Does having a cultural, linguistic, and educational diverse body of students at the JPYAP play a role in the development of young professionals? Why?
Absolutely! All artists arrive with their own cultural and educational experience. The beauty of the Programme is that it encourages an exchange, a mutual respect and appreciation of differences. Opera is generally a Western-European medium yet those who are engaged come from elsewhere. The common ground is therefore that they are working together in a mutually alien environment of expression where all are equal and perhaps insecure. An example might be a Puccini love duet between an Argentinian tenor and a Chinese soprano: they are performing in Italian to a largely English audience at ROH. Without compromising their own integrity or cultural background how can they work together convincingly? How do they connect physically whilst maintaining appropriate respect? These are the challenges. Nevertheless, with the right support which we hopefully provide all will feel respected, comfortable and the results will be beautiful. Our politicians could learn much from this process!
Are there any Latin American artists that have recently caught your attention?
Yes indeed. Obviously due to the global pandemic I have had limited live access for the past two years but via Zoom there are several whom I look forward to meeting in person, for example Vanessa Rojas from Chile, currently supported by the Ibanez-Atkinson Foundation.
What advice would you give a young artist in the current state of opera?
The global pandemic has challenged us all. However, I feel that many singers have developed vocally as they have had time to rest, reflect. Many have taken advantage of enforced timeout to prepare roles: background research, reading through the original source material (eg La Dame aux camélias if learning roles in La Traviata) also exploring correspondence between composer and librettist. I am also encouraged that many have taken online language classes.
Auditions, classes online have challenged artists to become objective in how they present themselves. The camera does not lie. Therefore, specific intention, engagement through the eyes, also self-presentation when introducing themselves are skills they have had to learn on their own. Rather than rely on external or physical gestures of expression these limitations have encouraged singers to express through their voice and eyes leading to a more intense connection.
Even those fortunate to have been engaged in live performance have probably had to learn how to rehearse with masks, how to engage with colleagues whilst respecting distance.
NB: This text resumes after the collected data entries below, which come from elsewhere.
// SPDX-License-Identifier: Apache-2.0
// Copyright (c) 2025 Polyframe Inc.

//! Reduction of faces with holes to a single bridged loop
//!
//! Each hole is spliced into the outer loop through a pair of opposite
//! bridge edges. The bridged loop visits the bridge endpoints twice, which
//! is how the mesh rebuild recognises bridges later on.

use super::face::Face;
use super::predicates::{ccw_angle, segment_hits_rect, segments_cross_properly, Projection};
use crate::config::Tolerance;
use nalgebra::Point2;

struct BridgeBuilder {
    flat: Vec<Point2<f64>>,
    outer: Vec<usize>,
    pending: Vec<Vec<usize>>,
    /// Holes whose merge was interrupted to merge a blocking hole first
    in_flight: Vec<Vec<usize>>,
    eps: f64,
}

/// Collapse every hole of `face` into its outer loop.
///
/// Holes are merged last-first. For each one the hole vertex farthest from
/// the hole centroid is bridged to the nearest outer vertex the bridge can
/// reach without crossing any boundary.
pub fn split_multi_loops(face: Face, tol: &Tolerance) -> Face {
    if face.loops.len() <= 1 {
        return face;
    }

    let projection = Projection::for_normal(&face.normal);
    let mut loops = face.loops.clone();
    let outer = loops.remove(0);
    let mut builder = BridgeBuilder {
        flat: projection.project_all(&face.pts),
        outer,
        pending: loops,
        in_flight: Vec::new(),
        eps: tol.linear,
    };
    while let Some(hole) = builder.pending.pop() {
        builder.merge_hole(hole);
    }

    let mut bridged = Face::new(face.normal, face.pts, vec![builder.outer]);
    bridged.status = face.status;
    bridged.coincidence = face.coincidence;
    bridged
}

impl BridgeBuilder {
    fn merge_hole(&mut self, hole: Vec<usize>) {
        let h_pos = self.farthest_from_centroid(&hole);
        let h = hole[h_pos];

        let mut order: Vec<usize> = (0..self.outer.len()).collect();
        order.sort_by(|&i, &j| {
            self.dist_sq(h, self.outer[i])
                .total_cmp(&self.dist_sq(h, self.outer[j]))
                .then(i.cmp(&j))
        });
        let Some(&nearest) = order.first() else {
            return;
        };

        if let Some(blocker) = self.pass_loops(h, self.outer[nearest]) {
            let blocking_hole = self.pending.remove(blocker);
            self.in_flight.push(hole);
            self.merge_hole(blocking_hole);
            if let Some(hole) = self.in_flight.pop() {
                self.merge_hole(hole);
            }
            return;
        }

        let chosen = order
            .iter()
            .copied()
            .find(|&pos| !self.bridge_crosses(h, self.outer[pos], &hole))
            .unwrap_or(nearest);
        let k = self.deal_with_mult_bridge(self.outer[chosen], h).unwrap_or(chosen);

        let mut spliced = Vec::with_capacity(self.outer.len() + hole.len() + 2);
        spliced.extend_from_slice(&self.outer[..=k]);
        spliced.extend(hole[h_pos..].iter().chain(&hole[..=h_pos]).copied());
        spliced.extend_from_slice(&self.outer[k..]);
        self.outer = spliced;
    }

    fn dist_sq(&self, a: usize, b: usize) -> f64 {
        (self.flat[a] - self.flat[b]).norm_squared()
    }

    fn farthest_from_centroid(&self, ring: &[usize]) -> usize {
        let sum = ring
            .iter()
            .fold(nalgebra::Vector2::zeros(), |acc, &i| acc + self.flat[i].coords);
        let centroid = Point2::from(sum / ring.len() as f64);
        let mut best = 0;
        let mut best_d = f64::NEG_INFINITY;
        for (pos, &i) in ring.iter().enumerate() {
            let d = (self.flat[i] - centroid).norm_squared();
            if d > best_d {
                best = pos;
                best_d = d;
            }
        }
        best
    }

    /// Pending hole that the bridge `h`→`o` runs through, if any
    fn pass_loops(&self, h: usize, o: usize) -> Option<usize> {
        let (a, b) = (self.flat[h], self.flat[o]);
        self.pending.iter().position(|ring| {
            let (lo, hi) = self.rect_of(ring);
            segment_hits_rect(&a, &b, &lo, &hi) && self.ring_crossed(ring, h, o)
        })
    }

    fn rect_of(&self, ring: &[usize]) -> (Point2<f64>, Point2<f64>) {
        let mut lo = Point2::new(f64::INFINITY, f64::INFINITY);
        let mut hi = Point2::new(f64::NEG_INFINITY, f64::NEG_INFINITY);
        for &i in ring {
            let p = self.flat[i];
            lo = Point2::new(lo.x.min(p.x), lo.y.min(p.y));
            hi = Point2::new(hi.x.max(p.x), hi.y.max(p.y));
        }
        (lo, hi)
    }

    fn ring_crossed(&self, ring: &[usize], h: usize, o: usize) -> bool {
        let (a, b) = (self.flat[h], self.flat[o]);
        (0..ring.len()).any(|k| {
            let (u, v) = (ring[k], ring[(k + 1) % ring.len()]);
            if u == h || v == h || u == o || v == o {
                return false;
            }
            segments_cross_properly(&a, &b, &self.flat[u], &self.flat[v], self.eps)
        })
    }

    fn bridge_crosses(&self, h: usize, o: usize, hole: &[usize]) -> bool {
        self.ring_crossed(&self.outer, h, o)
            || self.ring_crossed(hole, h, o)
            || self.pending.iter().any(|ring| self.ring_crossed(ring, h, o))
            || self.in_flight.iter().any(|ring| self.ring_crossed(ring, h, o))
    }

    /// Among repeated occurrences of outer vertex `o`, the one whose interior
    /// wedge contains the bridge direction towards `h`
    fn deal_with_mult_bridge(&self, o: usize, h: usize) -> Option<usize> {
        let occurrences: Vec<usize> = (0..self.outer.len()).filter(|&k| self.outer[k] == o).collect();
        if occurrences.len() <= 1 {
            return occurrences.first().copied();
        }
        let n = self.outer.len();
        let towards = self.flat[h] - self.flat[o];
        occurrences.iter().copied().find(|&k| {
            let next = self.flat[self.outer[(k + 1) % n]] - self.flat[o];
            let prev = self.flat[self.outer[(k + n - 1) % n]] - self.flat[o];
            ccw_angle(&next, &towards) <= ccw_angle(&next, &prev)
        })
    }
}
Therefore, my advice would be to continue all the above as I am confident that the pandemic has led to young singers becoming more resilient, looking for other means of self-development and expression to which the industry has responded. Often when we are faced with restrictions as artists or human beings, we become more inventive, these limitations proving a catalyst for us to step up to the next level.
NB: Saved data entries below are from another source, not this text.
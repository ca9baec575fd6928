// SPDX-License-Identifier: Apache-2.0
// Copyright (c) 2025 Polyframe Inc.

//! Planar faces and boundary-represented solids

use super::bbox::BoundingBox;
use super::predicates::{newell_normal, signed_area_along};
use crate::error::{GeometryError, GeometryResult};
use nalgebra::{Point3, Vector3};
use serde::{Deserialize, Serialize};
use std::cell::OnceCell;

/// Classification of a face fragment relative to the other operand
#[derive(Debug, Clone, Copy, PartialEq, Eq, Hash, Serialize, Deserialize)]
pub enum FaceStatus {
    /// Piece of A lying inside B
    AInB,
    /// Piece of A lying outside B
    AOutB,
    /// Piece of B lying inside A
    BInA,
    /// Piece of B lying outside A
    BOutA,
}

/// Whether a face fragment coincides with a fragment of the other operand
#[derive(Debug, Clone, Copy, PartialEq, Eq, Default, Serialize, Deserialize)]
pub enum Coincidence {
    #[default]
    None,
    /// Same polygon, normals agree
    SameDirection,
    /// Same polygon, normals opposed (the solids touch here)
    OppositeDirection,
}

impl Coincidence {
    pub fn is_coincident(&self) -> bool {
        !matches!(self, Coincidence::None)
    }
}

/// A planar polygon with holes.
///
/// Loop 0 is the outer boundary, counter-clockwise around `normal`; every
/// other loop is a hole, clockwise around `normal`. Loops index into `pts`.
#[derive(Debug, Clone)]
pub struct Face {
    pub normal: Vector3<f64>,
    pub pts: Vec<Point3<f64>>,
    pub loops: Vec<Vec<usize>>,
    pub status: Option<FaceStatus>,
    pub coincidence: Coincidence,
    bbox: OnceCell<BoundingBox>,
}

impl Face {
    /// Create a face from a unit normal, a point buffer and its loops
    pub fn new(normal: Vector3<f64>, pts: Vec<Point3<f64>>, loops: Vec<Vec<usize>>) -> Self {
        Self {
            normal,
            pts,
            loops,
            status: None,
            coincidence: Coincidence::None,
            bbox: OnceCell::new(),
        }
    }

    /// Single-loop face whose normal follows the winding of `points`
    pub fn from_polygon(points: Vec<Point3<f64>>) -> GeometryResult<Self> {
        let n = newell_normal(points.iter());
        let len = n.norm();
        if points.len() < 3 {
            return Err(GeometryError::TooFewVertices { face: 0, count: points.len() });
        }
        if len == 0.0 {
            return Err(GeometryError::DegenerateFace { face: 0 });
        }
        let loop0 = (0..points.len()).collect();
        Ok(Self::new(n / len, points, vec![loop0]))
    }

    /// Build a face from loops of points (outer first) sharing one normal
    pub fn from_loops(normal: Vector3<f64>, loops: Vec<Vec<Point3<f64>>>) -> Self {
        let mut pts = Vec::new();
        let mut indices = Vec::with_capacity(loops.len());
        for ring in loops {
            let start = pts.len();
            indices.push((start..start + ring.len()).collect());
            pts.extend(ring);
        }
        Self::new(normal, pts, indices)
    }

    /// Tag with a new classification, clearing any earlier coincidence
    pub fn with_status(mut self, status: FaceStatus) -> Self {
        self.status = Some(status);
        self.coincidence = Coincidence::None;
        self
    }

    /// Lazily computed bounding box of all loop points
    pub fn bbox(&self) -> &BoundingBox {
        self.bbox.get_or_init(|| {
            BoundingBox::from_points(self.loops.iter().flatten().map(|&i| &self.pts[i]))
        })
    }

    /// Plane offset `d` such that `normal · x = d` on the face
    pub fn plane_offset(&self) -> f64 {
        let count = self.loops.iter().map(Vec::len).sum::<usize>();
        if count == 0 {
            return 0.0;
        }
        let sum: f64 = self
            .loops
            .iter()
            .flatten()
            .map(|&i| self.normal.dot(&self.pts[i].coords))
            .sum();
        sum / count as f64
    }

    pub fn loop_points(&self, index: usize) -> Vec<Point3<f64>> {
        self.loops[index].iter().map(|&i| self.pts[i]).collect()
    }

    pub fn is_empty(&self) -> bool {
        self.loops.is_empty()
    }

    /// Net area: outer loop minus holes
    pub fn area(&self) -> f64 {
        (0..self.loops.len())
            .map(|i| signed_area_along(&self.loop_points(i), &self.normal))
            .sum()
    }

    /// Same region with opposite orientation
    pub fn reversed(&self) -> Face {
        let mut face = Face::new(
            -self.normal,
            self.pts.clone(),
            self.loops
                .iter()
                .map(|ring| ring.iter().rev().copied().collect())
                .collect(),
        );
        face.status = self.status;
        face.coincidence = self.coincidence;
        face
    }

    /// Check index bounds and loop sizes, reporting `face_index` in errors
    pub fn validate(&self, face_index: usize) -> GeometryResult<()> {
        for ring in &self.loops {
            if ring.len() < 3 {
                return Err(GeometryError::TooFewVertices { face: face_index, count: ring.len() });
            }
            if let Some(&bad) = ring.iter().find(|&&i| i >= self.pts.len()) {
                return Err(GeometryError::IndexOutOfRange {
                    face: face_index,
                    index: bad,
                    len: self.pts.len(),
                });
            }
        }
        Ok(())
    }

    /// Combine several coplanar faces into one multi-loop region.
    ///
    /// The result is only meaningful as a clipping region: it may hold more
    /// than one outer loop.
    pub(crate) fn merge_regions(normal: Vector3<f64>, faces: &[Face]) -> Face {
        let mut pts = Vec::new();
        let mut loops = Vec::new();
        for face in faces {
            let offset = pts.len();
            pts.extend_from_slice(&face.pts);
            loops.extend(
                face.loops
                    .iter()
                    .map(|ring| ring.iter().map(|&i| i + offset).collect::<Vec<_>>()),
            );
        }
        Face::new(normal, pts, loops)
    }
}

/// A closed polyhedral solid as a list of planar faces
#[derive(Debug, Clone, Default)]
pub struct Solid {
    pub faces: Vec<Face>,
}

impl Solid {
    pub fn new(faces: Vec<Face>) -> Self {
        Self { faces }
    }

    /// The empty solid
    pub fn empty() -> Self {
        Self::default()
    }

    pub fn is_empty(&self) -> bool {
        self.faces.is_empty()
    }

    pub fn len(&self) -> usize {
        self.faces.len()
    }

    /// Aggregate bounding box of every face
    pub fn bbox(&self) -> BoundingBox {
        let mut bbox = BoundingBox::empty();
        for face in &self.faces {
            bbox.merge(face.bbox());
        }
        bbox
    }

    /// Build a solid from a shared point list and single-loop polygons
    pub fn from_indexed(points: &[Point3<f64>], polygons: &[Vec<usize>]) -> GeometryResult<Self> {
        let mut faces = Vec::with_capacity(polygons.len());
        for (f, poly) in polygons.iter().enumerate() {
            if poly.len() < 3 {
                return Err(GeometryError::TooFewVertices { face: f, count: poly.len() });
            }
            let mut pts = Vec::with_capacity(poly.len());
            for &i in poly {
                let p = points.get(i).ok_or(GeometryError::IndexOutOfRange {
                    face: f,
                    index: i,
                    len: points.len(),
                })?;
                pts.push(*p);
            }
            let face = Face::from_polygon(pts).map_err(|err| match err {
                GeometryError::DegenerateFace { .. } => GeometryError::DegenerateFace { face: f },
                other => other,
            })?;
            faces.push(face);
        }
        Ok(Self::new(faces))
    }

    pub fn validate(&self) -> GeometryResult<()> {
        for (i, face) in self.faces.iter().enumerate() {
            face.validate(i)?;
        }
        Ok(())
    }

    /// Enclosed volume (divergence theorem over fan triangles)
    pub fn volume(&self) -> f64 {
        let mut six_v = 0.0;
        for face in &self.faces {
            for ring in &face.loops {
                if ring.len() < 3 {
                    continue;
                }
                let p0 = face.pts[ring[0]].coords;
                for w in ring[1..].windows(2) {
                    let p1 = face.pts[w[0]].coords;
                    let p2 = face.pts[w[1]].coords;
                    six_v += p0.dot(&p1.cross(&p2));
                }
            }
        }
        six_v / 6.0
    }

    /// Sum of net face areas
    pub fn surface_area(&self) -> f64 {
        self.faces.iter().map(Face::area).sum()
    }
}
Capitalise therefore on what makes you unique, different and special without comparing yourself to others. Now is your opportunity.
Correction: A previous version of this article said that David Gowland’s trip to Latin America in 2017 was articulated by Ópera Latinoamérica; the correct information is that the visit was made thanks to a collaboration agreement between the Jette Parker Young Artists Programme and Ópera Latinoamérica. We apologize for any inconvenience the error may have caused (April 8, 2022).